Filter by the string "LabelSetting": return the lines of the material that contain it.

··· Input records ···

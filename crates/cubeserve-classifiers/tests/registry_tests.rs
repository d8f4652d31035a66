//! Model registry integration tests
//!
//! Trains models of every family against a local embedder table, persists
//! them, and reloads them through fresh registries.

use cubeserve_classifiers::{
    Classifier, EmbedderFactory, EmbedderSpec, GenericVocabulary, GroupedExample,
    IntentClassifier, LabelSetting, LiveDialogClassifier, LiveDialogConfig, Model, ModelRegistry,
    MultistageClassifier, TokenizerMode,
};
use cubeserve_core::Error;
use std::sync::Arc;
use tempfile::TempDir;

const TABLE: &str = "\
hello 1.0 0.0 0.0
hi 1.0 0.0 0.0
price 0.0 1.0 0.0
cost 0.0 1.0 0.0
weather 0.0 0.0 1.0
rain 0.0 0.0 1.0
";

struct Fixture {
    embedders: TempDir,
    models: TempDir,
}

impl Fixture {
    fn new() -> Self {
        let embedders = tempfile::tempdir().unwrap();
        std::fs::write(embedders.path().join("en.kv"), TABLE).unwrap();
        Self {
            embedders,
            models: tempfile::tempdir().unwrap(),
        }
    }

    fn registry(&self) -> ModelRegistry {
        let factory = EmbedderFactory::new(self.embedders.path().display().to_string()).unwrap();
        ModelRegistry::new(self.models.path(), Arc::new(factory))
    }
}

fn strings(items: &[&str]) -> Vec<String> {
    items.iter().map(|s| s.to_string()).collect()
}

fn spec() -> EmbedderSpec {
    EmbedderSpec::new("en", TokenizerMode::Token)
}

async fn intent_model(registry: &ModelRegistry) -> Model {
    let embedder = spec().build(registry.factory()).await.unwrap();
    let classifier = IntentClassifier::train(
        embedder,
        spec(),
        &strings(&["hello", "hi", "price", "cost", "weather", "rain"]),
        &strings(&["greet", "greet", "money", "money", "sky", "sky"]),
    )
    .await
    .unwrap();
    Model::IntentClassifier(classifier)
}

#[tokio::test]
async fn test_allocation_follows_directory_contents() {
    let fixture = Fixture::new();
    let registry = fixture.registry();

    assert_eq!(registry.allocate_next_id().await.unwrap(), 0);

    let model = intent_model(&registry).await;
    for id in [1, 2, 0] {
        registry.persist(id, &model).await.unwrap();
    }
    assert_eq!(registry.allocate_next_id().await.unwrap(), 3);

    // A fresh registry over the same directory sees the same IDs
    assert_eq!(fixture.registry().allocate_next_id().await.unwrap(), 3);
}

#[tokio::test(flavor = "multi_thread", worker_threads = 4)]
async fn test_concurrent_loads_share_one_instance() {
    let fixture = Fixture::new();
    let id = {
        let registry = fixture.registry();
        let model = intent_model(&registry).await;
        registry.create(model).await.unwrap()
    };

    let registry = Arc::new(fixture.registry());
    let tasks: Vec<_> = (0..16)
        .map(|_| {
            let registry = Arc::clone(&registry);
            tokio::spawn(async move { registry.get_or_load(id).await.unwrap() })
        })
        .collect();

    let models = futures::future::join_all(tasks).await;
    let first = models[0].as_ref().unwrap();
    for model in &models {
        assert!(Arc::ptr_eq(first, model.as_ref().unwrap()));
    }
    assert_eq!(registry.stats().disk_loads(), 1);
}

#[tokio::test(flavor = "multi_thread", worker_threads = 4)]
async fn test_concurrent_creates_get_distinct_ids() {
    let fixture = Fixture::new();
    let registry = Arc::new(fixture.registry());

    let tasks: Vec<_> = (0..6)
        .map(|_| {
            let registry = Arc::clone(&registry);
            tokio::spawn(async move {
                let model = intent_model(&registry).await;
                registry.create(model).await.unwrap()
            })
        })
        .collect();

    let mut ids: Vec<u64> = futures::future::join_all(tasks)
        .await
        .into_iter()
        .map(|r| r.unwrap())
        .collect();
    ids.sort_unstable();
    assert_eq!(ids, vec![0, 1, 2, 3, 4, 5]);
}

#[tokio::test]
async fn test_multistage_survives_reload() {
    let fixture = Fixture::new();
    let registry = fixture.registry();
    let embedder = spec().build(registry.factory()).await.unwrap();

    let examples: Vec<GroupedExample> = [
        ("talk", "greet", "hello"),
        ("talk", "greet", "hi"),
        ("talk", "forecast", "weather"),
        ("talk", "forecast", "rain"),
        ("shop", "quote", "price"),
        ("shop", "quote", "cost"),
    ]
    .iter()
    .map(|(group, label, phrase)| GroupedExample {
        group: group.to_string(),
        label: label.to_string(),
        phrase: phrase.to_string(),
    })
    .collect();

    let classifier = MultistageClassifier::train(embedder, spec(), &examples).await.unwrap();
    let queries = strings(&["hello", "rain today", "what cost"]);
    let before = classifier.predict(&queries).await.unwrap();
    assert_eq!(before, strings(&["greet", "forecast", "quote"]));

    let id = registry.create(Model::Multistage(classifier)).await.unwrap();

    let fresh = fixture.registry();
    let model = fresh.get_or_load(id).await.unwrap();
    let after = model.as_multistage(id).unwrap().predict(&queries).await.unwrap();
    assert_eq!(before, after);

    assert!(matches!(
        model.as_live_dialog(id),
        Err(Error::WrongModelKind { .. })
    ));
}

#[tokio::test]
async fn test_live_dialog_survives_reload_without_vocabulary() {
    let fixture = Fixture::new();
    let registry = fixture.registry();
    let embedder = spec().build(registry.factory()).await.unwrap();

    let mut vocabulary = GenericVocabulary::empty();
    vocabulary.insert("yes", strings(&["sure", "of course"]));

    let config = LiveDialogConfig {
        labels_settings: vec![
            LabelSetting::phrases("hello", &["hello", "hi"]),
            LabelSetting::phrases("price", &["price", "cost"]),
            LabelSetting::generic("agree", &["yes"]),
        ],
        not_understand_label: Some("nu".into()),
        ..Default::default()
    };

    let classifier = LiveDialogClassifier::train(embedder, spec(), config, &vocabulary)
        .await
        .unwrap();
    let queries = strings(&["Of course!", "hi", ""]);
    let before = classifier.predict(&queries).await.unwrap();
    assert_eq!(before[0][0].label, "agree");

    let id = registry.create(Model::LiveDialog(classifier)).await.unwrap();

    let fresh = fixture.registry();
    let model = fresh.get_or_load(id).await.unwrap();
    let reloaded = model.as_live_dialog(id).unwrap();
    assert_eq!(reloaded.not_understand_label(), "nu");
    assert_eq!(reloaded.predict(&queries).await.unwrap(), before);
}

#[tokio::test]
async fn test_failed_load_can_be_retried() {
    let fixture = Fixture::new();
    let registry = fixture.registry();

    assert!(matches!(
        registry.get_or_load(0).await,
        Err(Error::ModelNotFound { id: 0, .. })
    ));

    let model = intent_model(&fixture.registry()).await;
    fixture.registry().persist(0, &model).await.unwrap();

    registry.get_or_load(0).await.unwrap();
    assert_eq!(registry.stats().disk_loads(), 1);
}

···
··· Input records ···

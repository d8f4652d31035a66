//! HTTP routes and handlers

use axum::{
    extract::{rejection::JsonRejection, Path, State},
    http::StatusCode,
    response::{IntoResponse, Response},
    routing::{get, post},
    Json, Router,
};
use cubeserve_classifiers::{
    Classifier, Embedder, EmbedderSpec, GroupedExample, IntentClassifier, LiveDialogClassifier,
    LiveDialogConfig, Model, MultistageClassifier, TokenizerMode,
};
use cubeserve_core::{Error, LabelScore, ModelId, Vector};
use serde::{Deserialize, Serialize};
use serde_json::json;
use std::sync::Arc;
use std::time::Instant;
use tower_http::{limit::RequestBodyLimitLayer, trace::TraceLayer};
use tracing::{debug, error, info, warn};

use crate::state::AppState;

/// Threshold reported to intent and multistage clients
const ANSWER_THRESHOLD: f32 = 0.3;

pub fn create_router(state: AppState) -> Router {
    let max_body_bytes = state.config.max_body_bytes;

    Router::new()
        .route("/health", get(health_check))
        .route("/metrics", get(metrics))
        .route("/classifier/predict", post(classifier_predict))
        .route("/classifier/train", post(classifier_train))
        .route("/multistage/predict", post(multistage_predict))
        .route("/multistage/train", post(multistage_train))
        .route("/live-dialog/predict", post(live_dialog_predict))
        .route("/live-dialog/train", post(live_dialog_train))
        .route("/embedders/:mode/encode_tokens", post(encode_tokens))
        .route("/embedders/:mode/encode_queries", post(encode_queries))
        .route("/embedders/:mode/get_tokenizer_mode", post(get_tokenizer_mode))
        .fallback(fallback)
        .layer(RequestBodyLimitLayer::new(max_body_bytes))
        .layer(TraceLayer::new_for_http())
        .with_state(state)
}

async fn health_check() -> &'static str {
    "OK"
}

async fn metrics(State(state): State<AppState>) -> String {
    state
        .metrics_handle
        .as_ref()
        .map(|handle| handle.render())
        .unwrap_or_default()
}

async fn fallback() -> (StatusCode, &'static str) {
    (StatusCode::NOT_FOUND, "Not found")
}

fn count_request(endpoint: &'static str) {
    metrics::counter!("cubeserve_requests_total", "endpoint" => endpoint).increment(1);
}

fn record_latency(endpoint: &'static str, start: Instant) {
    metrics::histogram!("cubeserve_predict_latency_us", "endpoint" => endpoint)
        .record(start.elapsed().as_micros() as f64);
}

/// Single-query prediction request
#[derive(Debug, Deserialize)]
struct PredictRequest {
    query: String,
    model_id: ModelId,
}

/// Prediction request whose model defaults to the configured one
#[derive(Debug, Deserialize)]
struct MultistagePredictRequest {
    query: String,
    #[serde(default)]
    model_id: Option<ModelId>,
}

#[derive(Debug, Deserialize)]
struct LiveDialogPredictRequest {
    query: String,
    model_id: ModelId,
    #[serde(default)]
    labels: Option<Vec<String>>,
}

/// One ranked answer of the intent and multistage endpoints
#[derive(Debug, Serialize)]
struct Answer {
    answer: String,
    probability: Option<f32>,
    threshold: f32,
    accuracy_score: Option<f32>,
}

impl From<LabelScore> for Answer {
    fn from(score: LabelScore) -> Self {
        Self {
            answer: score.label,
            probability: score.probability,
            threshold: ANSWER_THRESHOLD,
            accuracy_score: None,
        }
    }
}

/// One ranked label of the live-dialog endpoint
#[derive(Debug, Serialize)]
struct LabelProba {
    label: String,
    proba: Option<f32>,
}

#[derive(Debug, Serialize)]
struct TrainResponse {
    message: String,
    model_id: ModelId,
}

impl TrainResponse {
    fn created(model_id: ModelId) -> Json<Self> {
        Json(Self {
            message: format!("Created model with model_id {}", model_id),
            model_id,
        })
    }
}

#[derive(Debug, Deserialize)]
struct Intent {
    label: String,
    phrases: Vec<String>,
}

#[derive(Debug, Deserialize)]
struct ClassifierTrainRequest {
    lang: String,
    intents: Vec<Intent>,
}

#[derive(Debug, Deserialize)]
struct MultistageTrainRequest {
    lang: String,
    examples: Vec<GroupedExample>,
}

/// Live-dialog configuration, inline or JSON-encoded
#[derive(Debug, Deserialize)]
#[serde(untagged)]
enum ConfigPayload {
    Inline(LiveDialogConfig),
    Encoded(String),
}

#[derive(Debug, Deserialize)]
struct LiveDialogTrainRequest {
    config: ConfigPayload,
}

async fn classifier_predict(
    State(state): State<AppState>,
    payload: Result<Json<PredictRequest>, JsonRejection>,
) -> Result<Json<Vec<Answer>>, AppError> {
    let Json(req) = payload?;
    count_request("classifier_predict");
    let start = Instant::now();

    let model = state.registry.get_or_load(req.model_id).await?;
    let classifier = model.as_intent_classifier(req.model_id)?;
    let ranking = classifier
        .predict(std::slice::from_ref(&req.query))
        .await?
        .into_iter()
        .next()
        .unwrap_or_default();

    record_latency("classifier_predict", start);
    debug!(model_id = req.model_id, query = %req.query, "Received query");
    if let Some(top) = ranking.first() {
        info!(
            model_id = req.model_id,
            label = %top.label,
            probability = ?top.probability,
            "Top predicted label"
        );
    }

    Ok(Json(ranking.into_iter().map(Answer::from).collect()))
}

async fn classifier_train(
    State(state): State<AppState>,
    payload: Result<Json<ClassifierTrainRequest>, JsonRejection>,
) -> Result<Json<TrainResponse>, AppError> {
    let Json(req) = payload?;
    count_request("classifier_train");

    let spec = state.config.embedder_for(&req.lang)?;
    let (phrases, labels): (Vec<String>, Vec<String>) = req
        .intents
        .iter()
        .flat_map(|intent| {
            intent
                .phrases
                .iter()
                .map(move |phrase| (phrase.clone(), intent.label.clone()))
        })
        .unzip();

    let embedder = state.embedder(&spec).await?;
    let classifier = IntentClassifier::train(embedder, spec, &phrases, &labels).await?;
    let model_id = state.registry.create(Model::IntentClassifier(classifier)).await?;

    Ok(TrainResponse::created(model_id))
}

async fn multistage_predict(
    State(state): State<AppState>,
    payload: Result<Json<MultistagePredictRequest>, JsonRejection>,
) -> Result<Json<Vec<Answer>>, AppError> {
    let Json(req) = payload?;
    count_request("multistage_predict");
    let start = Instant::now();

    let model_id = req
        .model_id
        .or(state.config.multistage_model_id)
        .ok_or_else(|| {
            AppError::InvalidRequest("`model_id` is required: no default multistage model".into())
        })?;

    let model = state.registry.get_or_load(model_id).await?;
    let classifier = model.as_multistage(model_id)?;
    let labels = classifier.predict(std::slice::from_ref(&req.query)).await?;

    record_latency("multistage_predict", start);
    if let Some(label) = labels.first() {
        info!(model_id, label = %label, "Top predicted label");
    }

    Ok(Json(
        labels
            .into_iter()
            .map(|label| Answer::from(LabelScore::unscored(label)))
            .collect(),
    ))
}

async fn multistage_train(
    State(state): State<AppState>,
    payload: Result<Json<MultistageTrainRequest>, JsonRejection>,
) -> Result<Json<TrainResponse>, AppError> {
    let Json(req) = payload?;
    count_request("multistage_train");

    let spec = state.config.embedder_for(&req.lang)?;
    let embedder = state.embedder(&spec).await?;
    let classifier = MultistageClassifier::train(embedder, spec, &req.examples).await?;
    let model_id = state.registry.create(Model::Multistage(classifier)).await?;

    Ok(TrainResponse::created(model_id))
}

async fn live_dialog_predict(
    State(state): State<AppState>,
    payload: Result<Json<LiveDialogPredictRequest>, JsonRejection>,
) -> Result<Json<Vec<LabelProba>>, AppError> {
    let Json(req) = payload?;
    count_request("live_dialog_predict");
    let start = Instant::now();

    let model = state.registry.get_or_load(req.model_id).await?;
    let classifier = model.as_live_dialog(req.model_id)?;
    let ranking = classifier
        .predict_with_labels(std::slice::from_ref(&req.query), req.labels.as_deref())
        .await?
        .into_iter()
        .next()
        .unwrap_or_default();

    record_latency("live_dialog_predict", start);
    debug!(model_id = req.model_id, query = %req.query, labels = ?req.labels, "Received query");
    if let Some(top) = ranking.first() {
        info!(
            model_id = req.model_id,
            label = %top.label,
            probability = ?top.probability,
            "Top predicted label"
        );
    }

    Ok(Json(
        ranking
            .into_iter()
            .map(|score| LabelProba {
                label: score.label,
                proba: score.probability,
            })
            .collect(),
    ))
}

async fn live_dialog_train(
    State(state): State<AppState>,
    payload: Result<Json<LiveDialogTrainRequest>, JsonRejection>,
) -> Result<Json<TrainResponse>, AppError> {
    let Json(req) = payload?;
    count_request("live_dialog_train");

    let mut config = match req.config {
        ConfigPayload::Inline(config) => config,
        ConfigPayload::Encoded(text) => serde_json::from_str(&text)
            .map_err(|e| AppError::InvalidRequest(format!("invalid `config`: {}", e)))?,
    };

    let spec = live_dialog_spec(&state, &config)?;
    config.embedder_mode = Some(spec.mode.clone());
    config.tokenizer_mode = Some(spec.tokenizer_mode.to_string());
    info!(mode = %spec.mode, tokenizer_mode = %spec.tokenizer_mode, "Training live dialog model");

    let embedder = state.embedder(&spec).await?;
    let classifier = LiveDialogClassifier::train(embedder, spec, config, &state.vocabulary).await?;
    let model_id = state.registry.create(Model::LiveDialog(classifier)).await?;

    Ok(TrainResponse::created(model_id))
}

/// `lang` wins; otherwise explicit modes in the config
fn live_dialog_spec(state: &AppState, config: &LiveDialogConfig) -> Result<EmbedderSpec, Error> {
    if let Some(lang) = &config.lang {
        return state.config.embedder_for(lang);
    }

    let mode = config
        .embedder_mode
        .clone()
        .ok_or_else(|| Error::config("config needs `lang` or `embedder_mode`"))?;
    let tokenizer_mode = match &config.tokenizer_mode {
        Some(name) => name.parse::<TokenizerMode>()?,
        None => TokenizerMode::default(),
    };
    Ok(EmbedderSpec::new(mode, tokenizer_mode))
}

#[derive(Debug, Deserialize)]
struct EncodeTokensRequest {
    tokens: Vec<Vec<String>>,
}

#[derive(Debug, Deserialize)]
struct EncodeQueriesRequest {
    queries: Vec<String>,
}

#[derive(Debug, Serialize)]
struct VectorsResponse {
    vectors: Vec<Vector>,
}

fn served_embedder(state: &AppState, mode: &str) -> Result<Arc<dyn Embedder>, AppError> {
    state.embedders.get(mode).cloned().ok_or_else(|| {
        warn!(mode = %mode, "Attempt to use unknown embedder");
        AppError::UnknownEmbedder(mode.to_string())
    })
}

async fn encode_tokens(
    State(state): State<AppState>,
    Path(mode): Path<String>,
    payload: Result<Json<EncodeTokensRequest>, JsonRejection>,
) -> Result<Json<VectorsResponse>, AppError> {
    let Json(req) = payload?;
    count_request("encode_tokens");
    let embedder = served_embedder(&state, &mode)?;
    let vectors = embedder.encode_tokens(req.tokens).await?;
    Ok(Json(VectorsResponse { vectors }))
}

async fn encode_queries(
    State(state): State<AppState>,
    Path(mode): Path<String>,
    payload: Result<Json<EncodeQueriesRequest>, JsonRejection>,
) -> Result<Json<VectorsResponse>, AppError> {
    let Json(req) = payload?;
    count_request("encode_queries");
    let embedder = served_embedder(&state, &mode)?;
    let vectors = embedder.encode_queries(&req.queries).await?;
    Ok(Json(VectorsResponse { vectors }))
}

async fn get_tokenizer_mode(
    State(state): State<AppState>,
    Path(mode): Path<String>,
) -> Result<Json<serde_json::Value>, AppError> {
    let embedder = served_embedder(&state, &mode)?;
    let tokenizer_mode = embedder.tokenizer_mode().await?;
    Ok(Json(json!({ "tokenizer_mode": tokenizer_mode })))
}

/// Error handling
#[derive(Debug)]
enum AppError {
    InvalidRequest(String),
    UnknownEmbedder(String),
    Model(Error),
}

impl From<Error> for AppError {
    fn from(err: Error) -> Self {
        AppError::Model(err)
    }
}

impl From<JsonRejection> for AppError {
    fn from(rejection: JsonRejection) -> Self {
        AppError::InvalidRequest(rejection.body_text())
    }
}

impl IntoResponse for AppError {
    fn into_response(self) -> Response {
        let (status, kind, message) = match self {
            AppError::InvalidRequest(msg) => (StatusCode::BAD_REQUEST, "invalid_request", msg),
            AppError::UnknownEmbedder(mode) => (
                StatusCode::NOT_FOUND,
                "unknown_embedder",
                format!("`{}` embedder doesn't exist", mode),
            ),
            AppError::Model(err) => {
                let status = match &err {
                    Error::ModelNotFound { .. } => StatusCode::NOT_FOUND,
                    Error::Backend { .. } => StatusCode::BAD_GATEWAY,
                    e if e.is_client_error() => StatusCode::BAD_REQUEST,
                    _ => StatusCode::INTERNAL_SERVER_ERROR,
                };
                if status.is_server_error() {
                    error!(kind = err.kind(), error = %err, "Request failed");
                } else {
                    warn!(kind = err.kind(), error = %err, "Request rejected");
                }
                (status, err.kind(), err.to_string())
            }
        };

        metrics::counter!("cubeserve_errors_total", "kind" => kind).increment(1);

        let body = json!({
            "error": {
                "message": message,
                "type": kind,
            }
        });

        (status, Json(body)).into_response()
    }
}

···

Response
    IntentClassifier, LabelSetting, LiveDialogClassifier, LiveDialogConfig, Model, ModelRegistry,
            LabelSetting::phrases("hello", &["hello", "hi"]),
            LabelSetting::phrases("price", &["price", "cost"]),
            LabelSetting::generic("agree", &["yes"]),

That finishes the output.